In recent weeks the government has spoken a lot about the importance of social cohesion. Who could disagree? It is the bedrock of a respectful, tolerant society. In fact, social tolerance is one of the things Australia is best known for and, I suspect, one of the things that attracts so many to seek a new life here, as my own ancestors did.
The difference now as against then? Where to start? Perhaps with the mistaken premise that coming to live in Australia is somehow a right, disconnected from any responsibility. We are seeing, reinforced countless times a week, the idea that there are simply no consequences for those who brazenly seek to rip apart the fabric of our society. Those doing it are not pretending. It’s hidden in plain sight.
The truth is, every Australian of every creed and background knows and values what we stand for. We are a beautiful melting pot of faiths and cultures, all anchored in Western, Judeo-Christian values that uphold the rule of law and the rights of all of us to live the life of our choosing.

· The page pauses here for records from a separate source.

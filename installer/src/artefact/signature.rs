//! Detached signature verification for checksum manifests.
//!
//! The manifest signature is made with the signing certificate's key:
//! ECDSA (P-256 or P-384, ASN.1 DER) or RSA PKCS#1 v1.5 over the SHA-256
//! digest of the manifest, or Ed25519 over the manifest bytes themselves.

use super::certificate::{SigningCertificate, decode_base64};
use super::verification::{SignatureError, TrustPolicy, VerificationError};
use super::version_tag::LibraryVersionTag;
use log::debug;
use sha2::{Digest, Sha256};
use x509_parser::prelude::X509Certificate;

const EC_PUBLIC_KEY_OID: &str = "1.2.840.10045.2.1";
const ED25519_OID: &str = "1.3.101.112";
const RSA_ENCRYPTION_OID: &str = "1.2.840.113549.1.1.1";

/// Uncompressed SEC1 point length for P-256.
const P256_POINT_LEN: usize = 65;
/// Uncompressed SEC1 point length for P-384.
const P384_POINT_LEN: usize = 97;

/// Verify a checksum manifest against its detached signature and
/// certificate assets.
///
/// `signature_asset` is the base64 signature file and `certificate_asset`
/// the (optionally base64-wrapped) PEM certificate file, both as served by
/// the mirror. Every step short-circuits; the first failure is reported as
/// [`VerificationError::ChecksumsSignature`].
///
/// # Errors
///
/// Returns [`VerificationError::ChecksumsSignature`] when decoding, any
/// certificate check, or the signature itself fails.
pub fn verify_checksums_signature(
    manifest: &[u8],
    signature_asset: &[u8],
    certificate_asset: &[u8],
    version: &LibraryVersionTag,
    policy: &TrustPolicy,
) -> Result<(), VerificationError> {
    let signature = decode_base64(signature_asset, "signature")?;
    let certificate = SigningCertificate::from_asset(certificate_asset)?;
    let identity = policy.identity_for(version);
    certificate.validate(&identity, &policy.oidc_issuer, &policy.anchors)?;
    verify_blob_signature(&certificate.parse()?, manifest, &signature)?;
    debug!("checksum manifest signature verified for identity {identity}");
    Ok(())
}

/// Verify `signature` over `payload` with the certificate's public key.
///
/// # Errors
///
/// Returns [`SignatureError::BadSignature`] when verification fails and
/// [`SignatureError::UnsupportedKey`] for key types other than EC P-256,
/// EC P-384, RSA and Ed25519.
pub fn verify_blob_signature(
    certificate: &X509Certificate<'_>,
    payload: &[u8],
    signature: &[u8],
) -> Result<(), SignatureError> {
    if signature.is_empty() {
        return Err(SignatureError::EmptyPayload { what: "signature" });
    }
    let spki = certificate.public_key();
    let algorithm = spki.algorithm.algorithm.to_id_string();
    let key: &[u8] = spki.subject_public_key.data.as_ref();

    match algorithm.as_str() {
        EC_PUBLIC_KEY_OID => verify_ecdsa(key, payload, signature),
        ED25519_OID => verify_ed25519(key, payload, signature),
        RSA_ENCRYPTION_OID => verify_rsa(key, payload, signature),
        _ => Err(SignatureError::UnsupportedKey { algorithm }),
    }
}

fn verify_ecdsa(key: &[u8], payload: &[u8], signature: &[u8]) -> Result<(), SignatureError> {
    use p256::ecdsa::signature::hazmat::PrehashVerifier;

    let digest = Sha256::digest(payload);
    let bad = || SignatureError::BadSignature { algorithm: "ECDSA" };
    match key.len() {
        P256_POINT_LEN => {
            let verifying_key = p256::ecdsa::VerifyingKey::from_sec1_bytes(key).map_err(|_| bad())?;
            let sig = p256::ecdsa::Signature::from_der(signature).map_err(|_| bad())?;
            verifying_key.verify_prehash(&digest, &sig).map_err(|_| bad())
        }
        P384_POINT_LEN => {
            let verifying_key = p384::ecdsa::VerifyingKey::from_sec1_bytes(key).map_err(|_| bad())?;
            let sig = p384::ecdsa::Signature::from_der(signature).map_err(|_| bad())?;
            verifying_key.verify_prehash(&digest, &sig).map_err(|_| bad())
        }
        other => Err(SignatureError::UnsupportedKey {
            algorithm: format!("EC key with {other}-byte point"),
        }),
    }
}

fn verify_rsa(key: &[u8], payload: &[u8], signature: &[u8]) -> Result<(), SignatureError> {
    use rsa::pkcs1::DecodeRsaPublicKey;
    use rsa::signature::Verifier;

    let bad = || SignatureError::BadSignature {
        algorithm: "RSA PKCS#1 v1.5",
    };
    let public_key = rsa::RsaPublicKey::from_pkcs1_der(key).map_err(|_| bad())?;
    let verifying_key = rsa::pkcs1v15::VerifyingKey::<Sha256>::new(public_key);
    let sig = rsa::pkcs1v15::Signature::try_from(signature).map_err(|_| bad())?;
    verifying_key.verify(payload, &sig).map_err(|_| bad())
}

fn verify_ed25519(key: &[u8], payload: &[u8], signature: &[u8]) -> Result<(), SignatureError> {
    let bad = || SignatureError::BadSignature {
        algorithm: "Ed25519",
    };
    let key_bytes: &[u8; 32] = key.try_into().map_err(|_| bad())?;
    let verifying_key = ed25519_dalek::VerifyingKey::from_bytes(key_bytes).map_err(|_| bad())?;
    let sig = ed25519_dalek::Signature::from_slice(signature).map_err(|_| bad())?;
    verifying_key.verify_strict(payload, &sig).map_err(|_| bad())
}
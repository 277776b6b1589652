//! Shared test utilities for the installer crate.
//!
//! These fixtures stand in for a release mirror: [`ReleaseServer`] serves
//! assets over loopback HTTP, [`SigningFixture`] signs checksum manifests
//! with a throwaway certificate chain, and [`ReleaseAssets`] bundles a
//! complete, correctly signed release for one platform.

use crate::artefact::naming::{
    ArchiveName, CHECKSUMS_ASSET, CHECKSUMS_CERTIFICATE_ASSET, CHECKSUMS_SIGNATURE_ASSET,
};
use crate::artefact::target::PlatformAsset;
use crate::artefact::verification::{
    DEFAULT_OIDC_ISSUER, OIDC_ISSUER_EXTENSION_OID, TrustAnchors, TrustPolicy,
};
use crate::artefact::version_tag::LibraryVersionTag;
use base64::Engine;
use base64::engine::general_purpose::STANDARD;
use flate2::Compression;
use flate2::write::GzEncoder;
use p256::ecdsa::signature::Signer;
use p256::pkcs8::DecodePrivateKey;
use rsa::signature::SignatureEncoding;
use rcgen::{
    BasicConstraints, CertificateParams, CustomExtension, DnType, ExtendedKeyUsagePurpose,
    Ia5String, IsCa, KeyPair, SanType,
};
use sha2::{Digest, Sha256};
use std::collections::HashMap;
use std::error::Error;
use std::sync::{Arc, Mutex};
use std::thread::{self, JoinHandle};

/// Result type for fixture construction.
pub type FixtureResult<T> = std::result::Result<T, Box<dyn Error + Send + Sync>>;

/// Computes the lowercase hexadecimal SHA-256 digest of `bytes`.
pub fn sha256_hex(bytes: &[u8]) -> String {
    let digest = Sha256::digest(bytes);
    digest.iter().map(|byte| format!("{byte:02x}")).collect()
}

/// Formats one GNU `sha256sum` manifest line.
pub fn manifest_line(digest: &str, filename: &str) -> String {
    format!("{digest}  {filename}\n")
}

/// Builds a `.tar.gz` archive of regular files.
///
/// Entry names are written into the header verbatim, so callers can create
/// `./`-prefixed, absolute or `..` entries that `tar::Builder` would refuse.
///
/// # Panics
///
/// Panics if a name exceeds the 100-byte ustar name field or the archive
/// cannot be written to memory.
pub fn tar_gz(entries: &[(&str, &[u8])]) -> Vec<u8> {
    let mut builder = tar::Builder::new(GzEncoder::new(Vec::new(), Compression::default()));
    for (name, content) in entries {
        let mut header = tar::Header::new_gnu();
        let raw_name = &mut header.as_old_mut().name;
        assert!(name.len() < raw_name.len(), "entry name too long: {name}");
        raw_name
            .get_mut(..name.len())
            .expect("name fits")
            .copy_from_slice(name.as_bytes());
        header.set_size(content.len() as u64);
        header.set_mode(0o644);
        header.set_entry_type(tar::EntryType::Regular);
        header.set_cksum();
        builder.append(&header, *content).expect("append entry");
    }
    builder
        .into_inner()
        .and_then(GzEncoder::finish)
        .expect("finish archive")
}

/// How the OIDC issuer extension is encoded in a fixture certificate.
#[derive(Debug, Clone, Copy, PartialEq, Eq)]
pub enum IssuerEncoding {
    /// Wrapped in a DER `UTF8String`.
    DerUtf8String,
    /// Stored as raw UTF-8 bytes.
    RawUtf8,
    /// The extension is absent.
    Omitted,
}

/// Fixed 2048-bit RSA key for RSA leaves; generating one per test is slow.
const RSA_LEAF_KEY_PEM: &str = include_str!("../fixtures/rsa-leaf-key.pem");

/// Key type of a fixture leaf certificate.
#[derive(Debug, Clone, Copy, PartialEq, Eq)]
pub enum LeafKey {
    /// ECDSA P-256, signing over the SHA-256 digest.
    EcdsaP256,
    /// RSA PKCS#1 v1.5 with SHA-256.
    Rsa,
}

/// Knobs for the leaf certificate of a [`SigningFixture`].
#[derive(Debug, Clone)]
pub struct CertificateOptions {
    /// URI SAN of the leaf.
    pub identity: String,
    /// OIDC issuer extension value.
    pub oidc_issuer: String,
    /// Encoding of the issuer extension.
    pub issuer_encoding: IssuerEncoding,
    /// Whether the leaf carries the code-signing extended key usage.
    pub code_signing: bool,
    /// Overrides the leaf's validity start to 1 January of this year.
    pub not_before_year: Option<i32>,
    /// Key type of the leaf.
    pub leaf_key: LeafKey,
}

impl CertificateOptions {
    /// Options matching the default trust policy for `version`.
    pub fn for_version(version: &LibraryVersionTag) -> Self {
        Self {
            identity: TrustPolicy::default().identity_for(version),
            oidc_issuer: DEFAULT_OIDC_ISSUER.to_owned(),
            issuer_encoding: IssuerEncoding::DerUtf8String,
            code_signing: true,
            not_before_year: None,
            leaf_key: LeafKey::EcdsaP256,
        }
    }
}

enum FixtureSigner {
    EcdsaP256(p256::ecdsa::SigningKey),
    Rsa(rsa::pkcs1v15::SigningKey<Sha256>),
}

/// A throwaway root CA and leaf (ECDSA P-256 unless configured otherwise)
/// that sign checksum manifests.
pub struct SigningFixture {
    root_pem: String,
    leaf_pem: String,
    signer: FixtureSigner,
}

impl SigningFixture {
    /// Create a fixture whose leaf satisfies the default policy for
    /// `version`.
    ///
    /// # Errors
    ///
    /// Returns an error if certificate generation fails.
    pub fn for_version(version: &LibraryVersionTag) -> FixtureResult<Self> {
        Self::with_options(&CertificateOptions::for_version(version))
    }

    /// Create a fixture with a customised leaf certificate.
    ///
    /// # Errors
    ///
    /// Returns an error if certificate generation fails.
    pub fn with_options(options: &CertificateOptions) -> FixtureResult<Self> {
        let root_key = KeyPair::generate()?;
        let mut root_params = CertificateParams::new(Vec::<String>::new())?;
        root_params
            .distinguished_name
            .push(DnType::CommonName, "chroma-local test root");
        root_params.is_ca = IsCa::Ca(BasicConstraints::Unconstrained);
        let root = root_params.self_signed(&root_key)?;

        let leaf_key = match options.leaf_key {
            LeafKey::EcdsaP256 => KeyPair::generate()?,
            LeafKey::Rsa => {
                KeyPair::from_pem_and_sign_algo(RSA_LEAF_KEY_PEM, &rcgen::PKCS_RSA_SHA256)?
            }
        };
        let mut leaf_params = CertificateParams::new(Vec::<String>::new())?;
        leaf_params
            .distinguished_name
            .push(DnType::CommonName, "chroma-local test signer");
        leaf_params.subject_alt_names =
            vec![SanType::URI(Ia5String::try_from(options.identity.clone())?)];
        if options.code_signing {
            leaf_params.extended_key_usages = vec![ExtendedKeyUsagePurpose::CodeSigning];
        }
        if let Some(content) = issuer_extension(&options.oidc_issuer, options.issuer_encoding) {
            leaf_params.custom_extensions = vec![CustomExtension::from_oid_content(
                &oid_arcs(OIDC_ISSUER_EXTENSION_OID)?,
                content,
            )];
        }
        if let Some(year) = options.not_before_year {
            leaf_params.not_before = rcgen::date_time_ymd(year, 1, 1);
        }
        let leaf = leaf_params.signed_by(&leaf_key, &root, &root_key)?;

        let signer = match options.leaf_key {
            LeafKey::EcdsaP256 => FixtureSigner::EcdsaP256(
                p256::ecdsa::SigningKey::from_pkcs8_der(&leaf_key.serialize_der())
                    .map_err(|err| format!("invalid fixture signing key: {err}"))?,
            ),
            LeafKey::Rsa => FixtureSigner::Rsa(rsa::pkcs1v15::SigningKey::new(
                rsa::RsaPrivateKey::from_pkcs8_pem(RSA_LEAF_KEY_PEM)
                    .map_err(|err| format!("invalid fixture RSA key: {err}"))?,
            )),
        };
        Ok(Self {
            root_pem: root.pem(),
            leaf_pem: leaf.pem(),
            signer,
        })
    }

    /// Returns the raw signature over `payload`: DER for ECDSA, PKCS#1 v1.5
    /// for RSA.
    pub fn sign(&self, payload: &[u8]) -> Vec<u8> {
        match &self.signer {
            FixtureSigner::EcdsaP256(key) => {
                let signature: p256::ecdsa::Signature = key.sign(payload);
                signature.to_der().as_bytes().to_vec()
            }
            FixtureSigner::Rsa(key) => key.sign(payload).to_vec(),
        }
    }

    /// Returns the `SHA256SUMS.sig` asset for `payload`.
    pub fn signature_asset(&self, payload: &[u8]) -> Vec<u8> {
        STANDARD.encode(self.sign(payload)).into_bytes()
    }

    /// Returns the leaf certificate as PEM.
    pub fn certificate_pem(&self) -> &str {
        &self.leaf_pem
    }

    /// Returns the `SHA256SUMS.pem` asset: the leaf PEM, base64-wrapped.
    pub fn certificate_asset(&self) -> Vec<u8> {
        STANDARD.encode(self.leaf_pem.as_bytes()).into_bytes()
    }

    /// Returns the root CA as PEM.
    pub fn root_pem(&self) -> &str {
        &self.root_pem
    }

    /// Returns the default policy with the fixture root as sole anchor.
    pub fn trust_policy(&self) -> TrustPolicy {
        TrustPolicy {
            anchors: TrustAnchors::with_root(self.root_pem.clone()),
            ..TrustPolicy::default()
        }
    }
}

fn issuer_extension(issuer: &str, encoding: IssuerEncoding) -> Option<Vec<u8>> {
    match encoding {
        IssuerEncoding::DerUtf8String => {
            let mut content = vec![0x0c];
            content.extend(der_length(issuer.len()));
            content.extend_from_slice(issuer.as_bytes());
            Some(content)
        }
        IssuerEncoding::RawUtf8 => Some(issuer.as_bytes().to_vec()),
        IssuerEncoding::Omitted => None,
    }
}

fn der_length(len: usize) -> Vec<u8> {
    if len < 0x80 {
        return vec![len as u8];
    }
    let bytes: Vec<u8> = len
        .to_be_bytes()
        .into_iter()
        .skip_while(|byte| *byte == 0)
        .collect();
    let mut encoded = vec![0x80 | bytes.len() as u8];
    encoded.extend(bytes);
    encoded
}

fn oid_arcs(oid: &str) -> FixtureResult<Vec<u64>> {
    oid.split('.')
        .map(|arc| arc.parse::<u64>().map_err(Into::into))
        .collect()
}

/// A complete, correctly signed release for one version and platform.
pub struct ReleaseAssets {
    /// Release version.
    pub version: LibraryVersionTag,
    /// Platform the archive targets.
    pub asset: PlatformAsset,
    /// Library bytes inside the archive.
    pub library: Vec<u8>,
    /// The `.tar.gz` archive.
    pub archive: Vec<u8>,
    /// The `SHA256SUMS` manifest.
    pub manifest: Vec<u8>,
    /// The `SHA256SUMS.sig` asset.
    pub signature: Vec<u8>,
    /// The `SHA256SUMS.pem` asset.
    pub certificate: Vec<u8>,
    signer: SigningFixture,
}

impl ReleaseAssets {
    /// Build a release whose archive holds `library` as `./<library file>`.
    ///
    /// # Errors
    ///
    /// Returns an error if the signing fixture cannot be created.
    pub fn build(
        version: &LibraryVersionTag,
        asset: PlatformAsset,
        library: &[u8],
    ) -> FixtureResult<Self> {
        let member = format!("./{}", asset.library_file_name());
        let archive = tar_gz(&[
            ("./README.md", b"chroma local runtime\n".as_slice()),
            (member.as_str(), library),
        ]);
        let archive_name = ArchiveName::new(version, asset).filename();
        let manifest = format!(
            "{}{}",
            manifest_line(&sha256_hex(b"other platform"), "chroma-go-local-other.tar.gz"),
            manifest_line(&sha256_hex(&archive), &archive_name)
        )
        .into_bytes();
        let signer = SigningFixture::for_version(version)?;
        Ok(Self {
            version: version.clone(),
            asset,
            library: library.to_vec(),
            signature: signer.signature_asset(&manifest),
            certificate: signer.certificate_asset(),
            archive,
            manifest,
            signer,
        })
    }

    /// Returns the archive file name.
    pub fn archive_name(&self) -> String {
        ArchiveName::new(&self.version, self.asset).filename()
    }

    /// Returns the URL path an asset is served under.
    pub fn path_for(&self, asset: &str) -> String {
        format!("/{}/{asset}", self.version)
    }

    /// Returns server routes for all four release assets.
    pub fn routes(&self) -> HashMap<String, Route> {
        [
            (CHECKSUMS_ASSET.to_owned(), self.manifest.clone()),
            (CHECKSUMS_SIGNATURE_ASSET.to_owned(), self.signature.clone()),
            (CHECKSUMS_CERTIFICATE_ASSET.to_owned(), self.certificate.clone()),
            (self.archive_name(), self.archive.clone()),
        ]
        .into_iter()
        .map(|(asset, body)| (self.path_for(&asset), Route::Body(body)))
        .collect()
    }

    /// Returns a policy trusting this release's signer.
    pub fn trust_policy(&self) -> TrustPolicy {
        self.signer.trust_policy()
    }
}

Put simply, believe what you wish but don’t impose that belief on me. Live your life in peace, but should you seek to bring chaos in its place, then sorry, you forfeit your place among us. No matter who you are, no matter what electorate you happen to reside in.
I don’t know about you but it feels as if the federal government is sleepwalking us into something that has the potential to be very nasty through its lack of action – not only on immigration but also in its terrible weakness in the face of sickening anti-Semitism and its similarly soft response to the growing number of terror apologists in universities. Only a fool would think those pushing the cancer of extremism throughout the West won’t seek to afflict Australia.
These are serious times. These are times that call for strength and leadership, not bending to populism. There is still time.